El filósofo inglés John Locke (1632-1704), una de las principales figuras del empirismo y padre del liberalismo político, fue uno de los primeros pensadores en justificar moralmente el colonialismo europeo.

Lo cual se explica en cierto modo porque el autor de los “Ensayos sobre el gobierno civil” y de la “Carta sobre la tolerancia” era, además de terrateniente, inversor en la Royal African Company”, compañía inglesa dedicada a llevar a esclavos apresados en África a las colonias británicas.

Daniel Loick, profesor asociado de filosofía política de la Universidad de Ámsterdam, no duda en calificarle directamente de “racista”, condición que Locke comparte con pensadores de la Ilustración europea como Kant o Hegel. Era el sello de la época.

Locke complementó el derecho de “prima occupatio” al explicar que quien transforma con su trabajo algo que ha encontrado en estado natural, es decir “añadiéndole algo propio”, lo convierte automáticamente en su legítima propiedad.

Cada uno que pisa por primera vez un terreno tiene derecho a vallarlo para señalar que le pertenece a título exclusivo, teoría que sirvió para justificar el robo de tierras comunales a los pueblos indígena por parte de los nuevos colonos.

Según Locke, los habitantes primitivos de América habían contravenido el mandato divino de aprovechar los recursos que ofrece la tierra al explotarlos de forma comunal y no “a la europea”.

Como explica, por su parte, el antropólogo Jason Hickel, autor de “Less is More” (Colección Windmill. Penguin Random House), la colonización suministró a los europeos las materias primas que sirvieron para impulsar la Revolución Industrial.

Materias primas como el algodón, que, gracias a la hiladora, permitió al Reino Unido convertir los textiles en su principal producto de exportación, o el azúcar, importante fuente de calorías para los trabajadores británicos.

Los colonizadores europeos esclavizaron a en torno a cinco millones de indígenas, a quienes obligaron a trabajar hasta la extenuación en las minas y plantaciones, a los que hay que sumar otros quince millones de africanos transportados por la fuerza a América a lo largo de tres siglos.
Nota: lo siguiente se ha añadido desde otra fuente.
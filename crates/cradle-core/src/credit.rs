//! Credit ledger trait.
//!
//! The ledger is consulted, not owned: the engine checks and spends
//! credits before premium actions (custom free-text answers), and the
//! service behind this trait holds the balance.

use async_trait::async_trait;

use crate::error::Result;

/// Number of attempts a conditional update makes before surfacing a
/// conflict to the caller.
pub const MAX_CONSUME_RETRIES: u32 = 3;

/// An abstract credit ledger with an optimistic-concurrency contract.
///
/// `consume` is read-then-conditional-update: implementations re-read and
/// retry up to [`MAX_CONSUME_RETRIES`] times when the balance moved under
/// them, then surface [`CradleError::LedgerConflict`]. An insufficient
/// balance is [`CradleError::InsufficientCredits`] and is not retried.
///
/// [`CradleError::LedgerConflict`]: crate::error::CradleError::LedgerConflict
/// [`CradleError::InsufficientCredits`]: crate::error::CradleError::InsufficientCredits
#[async_trait]
pub trait CreditLedger: Send + Sync {
    /// Returns the current balance for an account.
    async fn fetch_balance(&self, id: &str, email: Option<&str>) -> Result<u32>;

    /// Spends `amount` credits, returning the remaining balance.
    async fn consume(&self, id: &str, email: Option<&str>, amount: u32) -> Result<u32>;
}
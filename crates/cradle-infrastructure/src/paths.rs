//! Unified path management for cradle files.
//!
//! All persisted state lives under one platform config directory:
//!
//! ```text
//! ~/.config/cradle/            # Config directory
//! ├── config.toml              # Engine configuration
//! ├── save.toml                # The single session snapshot blob
//! └── save.toml.lock           # Advisory lock guarding the blob
//! ```

use std::path::PathBuf;

/// Errors that can occur during path resolution.
#[derive(Debug)]
pub enum PathError {
    /// Home directory could not be determined.
    HomeDirNotFound,
}

impl std::fmt::Display for PathError {
    fn fmt(&self, f: &mut std::fmt::Formatter<'_>) -> std::fmt::Result {
        match self {
            PathError::HomeDirNotFound => write!(f, "Cannot find home directory"),
        }
    }
}

impl std::error::Error for PathError {}

/// Path resolution for cradle.
pub struct CradlePaths;

impl CradlePaths {
    /// Returns the cradle configuration directory.
    pub fn config_dir() -> Result<PathBuf, PathError> {
        dirs::config_dir()
            .map(|dir| dir.join("cradle"))
            .ok_or(PathError::HomeDirNotFound)
    }

    /// Returns the path to the engine configuration file.
    pub fn config_file() -> Result<PathBuf, PathError> {
        Ok(Self::config_dir()?.join("config.toml"))
    }

    /// Returns the path of the single snapshot blob.
    pub fn save_file() -> Result<PathBuf, PathError> {
        Ok(Self::config_dir()?.join("save.toml"))
    }
}
//! Cradle infrastructure.
//!
//! Persistence and ambient services: the versioned snapshot blob, path and
//! configuration management, in-memory collaborator implementations, and
//! the tracing event sink.

pub mod config;
pub mod dto;
pub mod memory_credit_ledger;
pub mod memory_snapshot_store;
pub mod paths;
pub mod toml_snapshot_store;
pub mod tracing_sink;

pub use config::EngineConfig;
pub use memory_credit_ledger::MemoryCreditLedger;
pub use memory_snapshot_store::MemorySnapshotStore;
pub use toml_snapshot_store::TomlSnapshotStore;
pub use tracing_sink::TracingEventSink;
impl DocScanner {
    pub fn new() -> Self {
        Self {
            stack: Vec::new(),
            in_string: false,
            string_is_key: false,
            escape: false,
            unicode: None,
            key_buf: String::new(),
            capture: None,
            literal: None,
            root_start: None,
            root_end: None,
            offset: 0,
            fields: CapturedFields::default(),
        }
    }

    /// Feeds the next chunk of the stream. Only ever call with text that
    /// extends what was previously fed.
    pub fn feed(&mut self, chunk: &str) {
        for c in chunk.chars() {
            self.feed_char(c);
            self.offset += c.len_utf8();
        }
    }

    /// True once the root object has balanced out.
    pub fn document_complete(&self) -> bool {
        self.root_end.is_some()
    }

    /// The byte span of the root document within the full buffer, if the
    /// root `{` has been seen. The end falls back to the current offset
    /// while the document is still open.
    pub fn root_span(&self) -> Option<(usize, usize)> {
        self.root_start
            .map(|start| (start, self.root_end.unwrap_or(self.offset)))
    }

    fn feed_char(&mut self, c: char) {
        if self.in_string {
            self.feed_string_char(c);
            return;
        }

        if self.literal.is_some() && !matches!(c, ',' | '}' | ']') && !c.is_whitespace() {
            if let Some((_, buf)) = self.literal.as_mut() {
                buf.push(c);
            }
            return;
        }

        match c {
            '"' => {
                self.commit_literal();
                self.begin_string();
            }
            '{' => {
                self.commit_literal();
                if self.stack.is_empty() {
                    if self.root_end.is_some() {
                        // Trailing junk after a complete document; ignore.
                        return;
                    }
                    self.root_start.get_or_insert(self.offset);
                }
                let key_in_parent = self.consume_parent_key();
                self.mark_option_start();
                self.stack.push(Container::Object {
                    expect_key: true,
                    pending_key: None,
                    key_in_parent,
                });
            }
            '}' => {
                self.commit_literal();
                self.close_container();
            }
            '[' => {
                self.commit_literal();
                if self.stack.is_empty() {
                    // Documents are objects; a bracket outside one is junk.
                    return;
                }
                let key_in_parent = self.consume_parent_key();
                if self.stack.len() == 1 && key_in_parent.as_deref() == Some("options") {
                    self.fields.options_started = true;
                }
                self.stack.push(Container::Array {
                    index: 0,
                    key_in_parent,
                });
            }
            ']' => {
                self.commit_literal();
                self.close_container();
            }
            ':' => {
                if let Some(Container::Object { expect_key, .. }) = self.stack.last_mut() {
                    *expect_key = false;
                }
            }
            ',' => {
                self.commit_literal();
                match self.stack.last_mut() {
                    Some(Container::Object { expect_key, .. }) => *expect_key = true,
                    Some(Container::Array { index, .. }) => *index += 1,
                    None => {}
                }
            }
            c if c.is_whitespace() => {}
            c => {
                // Start of a bare literal (number, true/false/null).
                if let Some(target) = self.literal_target() {
                    self.literal = Some((target, c.to_string()));
                }
            }
        }
    }

    fn feed_string_char(&mut self, c: char) {
        if let Some((remaining, acc)) = self.unicode {
            if let Some(digit) = c.to_digit(16) {
                let acc = acc * 16 + digit;
                if remaining == 1 {
                    self.unicode = None;
                    let decoded = char::from_u32(acc).unwrap_or('\u{FFFD}');
                    self.push_string_char(decoded);
                } else {
                    self.unicode = Some((remaining - 1, acc));
                }
            } else {
                // Malformed escape; drop it and resume normal scanning.
                self.unicode = None;
                self.feed_string_char(c);
            }
            return;
        }

        if self.escape {
            self.escape = false;
            match c {
                '"' => self.push_string_char('"'),
                '\\' => self.push_string_char('\\'),
                'n' => self.push_string_char('\n'),
                't' => self.push_string_char('\t'),
                'r' => self.push_string_char('\r'),
                'u' => self.unicode = Some((4, 0)),
                other => self.push_string_char(other),
            }
            return;
        }

        match c {
            '\\' => self.escape = true,
            '"' => {
                self.in_string = false;
                self.end_string();
            }
            other => self.push_string_char(other),
        }
    }

    fn begin_string(&mut self) {
        self.in_string = true;
        self.escape = false;
        self.string_is_key = matches!(
            self.stack.last(),
            Some(Container::Object {
                expect_key: true,
                ..
            })
        );
        if self.string_is_key {
            self.key_buf.clear();
        } else {
            self.capture = self.value_target();
            if let Some(target) = self.capture {
                self.field_mut(target).begin();
            }
        }
    }

    fn end_string(&mut self) {
        if self.string_is_key {
            let key = std::mem::take(&mut self.key_buf);
            if let Some(Container::Object { pending_key, .. }) = self.stack.last_mut() {
                *pending_key = Some(key);
            }
        } else if let Some(target) = self.capture.take() {
            self.field_mut(target).complete = true;
        }
    }

    fn push_string_char(&mut self, c: char) {
        if self.string_is_key && self.in_string {
            self.key_buf.push(c);
        } else if let Some(target) = self.capture {
            self.field_mut(target).text.push(c);
        }
    }

    /// Takes the key the next value belongs to out of the enclosing object.
    fn consume_parent_key(&mut self) -> Option<String> {
        match self.stack.last_mut() {
            Some(Container::Object { pending_key, .. }) => pending_key.take(),
            Some(Container::Array { key_in_parent, .. }) => key_in_parent.clone(),
            None => None,
        }
    }

    fn mark_option_start(&mut self) {
        if let Some(index) = self.current_option_index() {
            self.fields.option_mut(index);
        }
    }

    fn close_container(&mut self) {
        let closed = self.stack.pop();
        match closed {
            Some(Container::Object { key_in_parent, .. }) => {
                if let Some(index) = self.current_option_index_from_stack() {
                    if key_in_parent.as_deref() == Some("options") {
                        self.fields.option_mut(index).closed = true;
                    }
                }
                if self.stack.is_empty() && self.root_start.is_some() && self.root_end.is_none() {
                    self.root_end = Some(self.offset + 1);
                }
            }
            Some(Container::Array { key_in_parent, .. }) => {
                if self.stack.len() == 1 && key_in_parent.as_deref() == Some("options") {
                    self.fields.options_closed = true;
                }
            }
            None => {}
        }
    }

    /// Index into the options array when the scanner currently sits inside
    /// an option object (stack: root / options array / option object).
    fn current_option_index(&self) -> Option<usize> {
        match (self.stack.first(), self.stack.get(1)) {
            (
                Some(Container::Object { .. }),
                Some(Container::Array {
                    index,
                    key_in_parent,
                }),
            ) if key_in_parent.as_deref() == Some("options") && self.stack.len() == 2 => {
                Some(*index)
            }
            _ => None,
        }
    }

    /// Same as `current_option_index`, evaluated after the option object
    /// itself was popped (stack: root / options array).
    fn current_option_index_from_stack(&self) -> Option<usize> {
        match self.stack.get(1) {
            Some(Container::Array {
                index,
                key_in_parent,
            }) if key_in_parent.as_deref() == Some("options") && self.stack.len() == 2 => {
                Some(*index)
            }
            _ => None,
        }
    }

    /// Resolves where a value string beginning now should be captured.
    fn value_target(&self) -> Option<CaptureTarget> {
        let pending = match self.stack.last() {
            Some(Container::Object { pending_key, .. }) => pending_key.as_deref(),
            _ => None,
        }?;

        match self.stack.len() {
            1 => match pending {
                "question" => Some(CaptureTarget::Question),
                "outcome" => Some(CaptureTarget::Outcome),
                "narrative" => Some(CaptureTarget::Narrative),
                "playerDescription" => Some(CaptureTarget::PlayerDescription),
                "childDescription" => Some(CaptureTarget::ChildDescription),
                "ending" => Some(CaptureTarget::Ending),
                _ => None,
            },
            2 => {
                let parent_key = match self.stack.first() {
                    Some(Container::Object { .. }) => match self.stack.get(1) {
                        Some(Container::Object { key_in_parent, .. }) => key_in_parent.as_deref(),
                        _ => None,
                    },
                    _ => None,
                };
                if parent_key == Some("child") && pending == "name" {
                    Some(CaptureTarget::ChildName)
                } else {
                    None
                }
            }
            3 => {
                let index = self.option_index_for_value()?;
                match pending {
                    "id" => Some(CaptureTarget::OptionId(index)),
                    "text" => Some(CaptureTarget::OptionText(index)),
                    _ => None,
                }
            }
            _ => None,
        }
    }

    fn option_index_for_value(&self) -> Option<usize> {
        match (self.stack.get(1), self.stack.get(2)) {
            (
                Some(Container::Array {
                    index,
                    key_in_parent,
                }),
                Some(Container::Object { .. }),
            ) if key_in_parent.as_deref() == Some("options") => Some(*index),
            _ => None,
        }
    }

    /// Resolves where a bare literal beginning now should be captured.
    fn literal_target(&self) -> Option<LiteralTarget> {
        let pending = match self.stack.last() {
            Some(Container::Object {
                pending_key,
                expect_key: false,
                ..
            }) => pending_key.as_deref(),
            _ => None,
        }?;

        if self.stack.len() == 1 && pending == "importantEvent" {
            return Some(LiteralTarget::ImportantEvent);
        }
        if self.stack.len() == 3 && pending == "id" {
            return self.option_index_for_value().map(LiteralTarget::OptionId);
        }
        None
    }

    fn commit_literal(&mut self) {
        let Some((target, raw)) = self.literal.take() else {
            return;
        };
        match target {
            LiteralTarget::ImportantEvent => {
                self.fields.important_event = Some(raw.trim() == "true");
            }
            LiteralTarget::OptionId(index) => {
                let value = self.fields.option_mut(index);
                value.id.present = true;
                value.id.complete = true;
                value.id.text = raw.trim().to_string();
            }
        }
    }

    fn field_mut(&mut self, target: CaptureTarget) -> &mut FieldValue {
        match target {
            CaptureTarget::Question => &mut self.fields.question,
            CaptureTarget::Outcome => &mut self.fields.outcome,
            CaptureTarget::Narrative => &mut self.fields.narrative,
            CaptureTarget::PlayerDescription => &mut self.fields.player_description,
            CaptureTarget::ChildDescription => &mut self.fields.child_description,
            CaptureTarget::ChildName => &mut self.fields.child_name,
            CaptureTarget::Ending => &mut self.fields.ending,
            CaptureTarget::OptionId(index) => &mut self.fields.option_mut(index).id,
            CaptureTarget::OptionText(index) => &mut self.fields.option_mut(index).text,
        }
    }
}
//! HTTP credit-ledger client.
//!
//! Implements the optimistic-concurrency contract over a REST ledger: a
//! consume is read-then-conditional-update, retried a bounded number of
//! times when the balance version moved underneath us, with a conflict
//! surfacing as its own error variant rather than a generic failure.

use async_trait::async_trait;
use reqwest::{Client, StatusCode};
use serde::{Deserialize, Serialize};

use cradle_core::credit::{CreditLedger, MAX_CONSUME_RETRIES};
use cradle_core::error::{CradleError, Result};

/// Client for the credit-ledger REST service.
#[derive(Clone)]
pub struct HttpCreditLedger {
    client: Client,
    base_url: String,
}

#[derive(Debug, Deserialize)]
struct BalanceResponse {
    amount: u32,
    version: u64,
}

#[derive(Serialize)]
struct ConsumeRequest {
    amount: u32,
    expected_version: u64,
}

#[derive(Debug, Deserialize)]
struct ConsumeResponse {
    remaining: u32,
}

impl HttpCreditLedger {
    pub fn new(base_url: impl Into<String>) -> Self {
        Self {
            client: Client::new(),
            base_url: base_url.into(),
        }
    }

    fn account_url(&self, id: &str) -> String {
        format!("{}/credits/{}", self.base_url.trim_end_matches('/'), id)
    }

    async fn read_balance(&self, id: &str, email: Option<&str>) -> Result<BalanceResponse> {
        let mut request = self.client.get(self.account_url(id));
        if let Some(email) = email {
            request = request.query(&[("email", email)]);
        }
        let response = request
            .send()
            .await
            .map_err(|err| CradleError::data_access(format!("ledger unreachable: {err}")))?;

        match response.status() {
            StatusCode::NOT_FOUND => Err(CradleError::not_found("credit account", id)),
            status if status.is_success() => response
                .json()
                .await
                .map_err(|err| CradleError::data_access(format!("bad ledger response: {err}"))),
            status => Err(CradleError::data_access(format!(
                "ledger returned {status}"
            ))),
        }
    }
}

#[async_trait]
impl CreditLedger for HttpCreditLedger {
    async fn fetch_balance(&self, id: &str, email: Option<&str>) -> Result<u32> {
        Ok(self.read_balance(id, email).await?.amount)
    }

    async fn consume(&self, id: &str, email: Option<&str>, amount: u32) -> Result<u32> {
        for attempt in 1..=MAX_CONSUME_RETRIES {
            let balance = self.read_balance(id, email).await?;
            if balance.amount < amount {
                return Err(CradleError::InsufficientCredits {
                    available: balance.amount,
                    required: amount,
                });
            }

            let response = self
                .client
                .post(format!("{}/consume", self.account_url(id)))
                .json(&ConsumeRequest {
                    amount,
                    expected_version: balance.version,
                })
                .send()
                .await
                .map_err(|err| CradleError::data_access(format!("ledger unreachable: {err}")))?;

            match response.status() {
                StatusCode::CONFLICT => {
                    tracing::debug!(
                        target: "credit",
                        attempt,
                        "ledger version moved during consume; retrying"
                    );
                    continue;
                }
                status if status.is_success() => {
                    let body: ConsumeResponse = response.json().await.map_err(|err| {
                        CradleError::data_access(format!("bad ledger response: {err}"))
                    })?;
                    return Ok(body.remaining);
                }
                status => {
                    return Err(CradleError::data_access(format!(
                        "ledger consume returned {status}"
                    )));
                }
            }
        }

        Err(CradleError::LedgerConflict {
            attempts: MAX_CONSUME_RETRIES,
        })
    }
}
La minería, la tala de árboles y los monocultivos coloniales causaron daños ecológicos sin precedentes, escribe Hickel, según el cual los impuestos que Gran Bretaña impuso a los agricultores y artesanos de la India, otra de sus colonias, permitió a los británicos comprar materias primas como el hierro, la madera o el alquitrán que necesitaban.

Si los actuales Estados Unidos tuviesen que pagar, aunque sólo fuera el salario mínimo con un bajísimo interés por los trabajos de los esclavos negros, seguramente el desembolso sería de 97 billones de dólares, más del cuádruple de su actual Nacional Bruto.

El capitalismo europeo no surgió, en efecto, de la nada, sino que su espectacular despegue fue sobre todo posible gracias a esa mano de obra esclava y al robo de tierras y materias primas a los pueblos colonizados.

Ese proceso de colonización exterior estuvo acompañado por otro interior: los llamados “cercamientos”, instrumento utilizado por los grandes propietarios para apropiarse de las tierras comunales y ampliar la superficie de los cultivos en el Reino Unido.

Cuando se aplicó la lógica capitalista a la actividad agrícola, por primera vez la vida de la gente pasó a estar gobernada por el imperativo de aumentar la productividad y maximizar los beneficios y no por el simple hecho de atender a sus necesidades básicas.

El economista y filósofo de la Ilustración escocesa David Hume observó que “en los años de escasez, si ésta no llega a ser extrema, los pobres trabajan más”.

El propio Locke admitió que los “cercamientos” equivalían al robo de terrenos que hasta ese momento habían sido comunales, de la colectividad, pero los justificó moralmente como contribución a un “bien superior” cual era “la mejora de la humanidad”.

“Mejora” se convirtió así en la coartada perfecta para la apropiación. Y hoy, como escribe Hickel, sirve también como excusa para los nuevos “cercamientos: la colonización o privatización de las tierras, los mares y, pronto también, hasta del espacio exterior. Sólo que lo llamamos “desarrollo” o “crecimiento”.